■ TASK OBJECTIVE: In the entries below, filter for the word "Without" and copy every matching line.

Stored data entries
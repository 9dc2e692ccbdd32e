use bevy::prelude::*;

use crate::combat::area::circles_overlap;
use crate::combat::components::{Hitbox, HitSet};
use crate::combat::events::DamageEvent;
use crate::enemies::components::Enemy;
use crate::movement::components::{Facing, MotionState};
use crate::player::components::Player;
use crate::weapons::components::*;

fn facing_transform(position: Vec3, facing: Vec3) -> Transform {
    let transform = Transform::from_translation(position);
    if facing == Vec3::ZERO {
        transform
    } else {
        transform.looking_to(facing, Vec3::Y)
    }
}

/// Tick every arsenal slot and launch an attack for each one that comes off cooldown.
pub fn weapon_fire_system(
    mut commands: Commands,
    time: Res<Time>,
    mut player_query: Query<(Entity, &Transform, &Facing, &MotionState, &mut Arsenal), With<Player>>,
) {
    let dt = time.delta_secs();

    for (owner, transform, facing, motion, mut arsenal) in player_query.iter_mut() {
        if motion.is_dead() {
            continue;
        }
        let position = transform.translation;
        let direction = facing.direction();

        for slot in arsenal.0.iter_mut() {
            slot.cooldown.tick(dt);
            if !slot.cooldown.is_ready() {
                continue;
            }

            match &slot.kind {
                WeaponKind::Slash(settings) => {
                    commands.spawn((
                        Name::new("Slash"),
                        SlashAttack::new(owner, settings),
                        facing_transform(position, direction),
                    ));
                }
                WeaponKind::Axe(settings) => {
                    commands.spawn((
                        Name::new("Axe"),
                        ThrownAxe::new(direction, settings),
                        facing_transform(position, direction),
                    ));
                }
                WeaponKind::Beam(settings) => {
                    commands.spawn((
                        Name::new("Beam"),
                        DamageBeam::new(direction, settings),
                        facing_transform(position, direction),
                    ));
                }
            }
            slot.cooldown.trigger(slot.interval);
        }
    }
}

fn strike_once(
    hits: &mut HitSet,
    enemy: Entity,
    damage: f32,
    source: Entity,
    source_position: Vec3,
    damage_events: &mut MessageWriter<DamageEvent>,
) {
    if hits.try_hit(enemy) {
        damage_events.write(DamageEvent::with_source(enemy, damage, source, source_position));
    }
}

/// Keep slashes on their owner, hit what they touch, and remove them when they expire.
#[allow(clippy::type_complexity)]
pub fn slash_attack_system(
    mut commands: Commands,
    time: Res<Time>,
    owner_query: Query<(&Transform, &Facing), With<Player>>,
    mut slash_query: Query<(Entity, &mut Transform, &mut SlashAttack), Without<Player>>,
    enemy_query: Query<(Entity, &Transform, &Hitbox), (With<Enemy>, Without<SlashAttack>)>,
    mut damage_events: MessageWriter<DamageEvent>,
) {
    for (entity, mut transform, mut slash) in slash_query.iter_mut() {
        let Ok((owner_transform, facing)) = owner_query.get(slash.owner) else {
            commands.entity(entity).try_despawn();
            continue;
        };
        *transform = facing_transform(owner_transform.translation, facing.direction());

        let origin = transform.translation;
        let direction = facing.direction();
        let slash = &mut *slash;
        for (enemy, enemy_transform, hitbox) in enemy_query.iter() {
            if slash
                .area
                .overlaps_circle(origin, direction, enemy_transform.translation, hitbox.radius())
            {
                strike_once(
                    &mut slash.hits,
                    enemy,
                    slash.damage,
                    slash.owner,
                    origin,
                    &mut damage_events,
                );
            }
        }

        slash.lifetime.tick(time.delta());
        if slash.lifetime.is_finished() {
            commands.entity(entity).try_despawn();
        }
    }
}

/// Fly axes forward, hit each enemy at most once, and drop them after their lifetime.
#[allow(clippy::type_complexity)]
pub fn axe_flight_system(
    mut commands: Commands,
    time: Res<Time>,
    mut axe_query: Query<(Entity, &mut Transform, &mut ThrownAxe)>,
    enemy_query: Query<(Entity, &Transform, &Hitbox), (With<Enemy>, Without<ThrownAxe>)>,
    mut damage_events: MessageWriter<DamageEvent>,
) {
    for (entity, mut transform, mut axe) in axe_query.iter_mut() {
        transform.translation += axe.direction * axe.speed * time.delta_secs();

        let position = transform.translation;
        let axe = &mut *axe;
        for (enemy, enemy_transform, hitbox) in enemy_query.iter() {
            if circles_overlap(position, axe.radius, enemy_transform.translation, hitbox.radius()) {
                strike_once(
                    &mut axe.hits,
                    enemy,
                    axe.damage,
                    entity,
                    position,
                    &mut damage_events,
                );
            }
        }

        axe.lifetime.tick(time.delta());
        if axe.lifetime.is_finished() {
            commands.entity(entity).try_despawn();
        }
    }
}

/// Damage everything inside each beam once per tick until the beam expires.
#[allow(clippy::type_complexity)]
pub fn beam_damage_system(
    mut commands: Commands,
    time: Res<Time>,
    mut beam_query: Query<(Entity, &Transform, &mut DamageBeam)>,
    enemy_query: Query<(Entity, &Transform, &Hitbox), (With<Enemy>, Without<DamageBeam>)>,
    mut damage_events: MessageWriter<DamageEvent>,
) {
    for (entity, transform, mut beam) in beam_query.iter_mut() {
        beam.tick.tick(time.delta());
        let ticks = beam.tick.times_finished_this_tick();
        let origin = transform.translation;

        for _ in 0..ticks {
            for (enemy, enemy_transform, hitbox) in enemy_query.iter() {
                if beam
                    .area
                    .overlaps_circle(origin, beam.facing, enemy_transform.translation, hitbox.radius())
                {
                    damage_events.write(DamageEvent::with_source(
                        enemy,
                        beam.damage_per_tick,
                        entity,
                        origin,
                    ));
                }
            }
        }

        beam.lifetime.tick(time.delta());
        if beam.lifetime.is_finished() {
            commands.entity(entity).try_despawn();
        }
    }
}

■ EXERCISE SOLUTION:
    mut slash_query: Query<(Entity, &mut Transform, &mut SlashAttack), Without<Player>>,
    enemy_query: Query<(Entity, &Transform, &Hitbox), (With<Enemy>, Without<SlashAttack>)>,
    enemy_query: Query<(Entity, &Transform, &Hitbox), (With<Enemy>, Without<ThrownAxe>)>,
    enemy_query: Query<(Entity, &Transform, &Hitbox), (With<Enemy>, Without<DamageBeam>)>,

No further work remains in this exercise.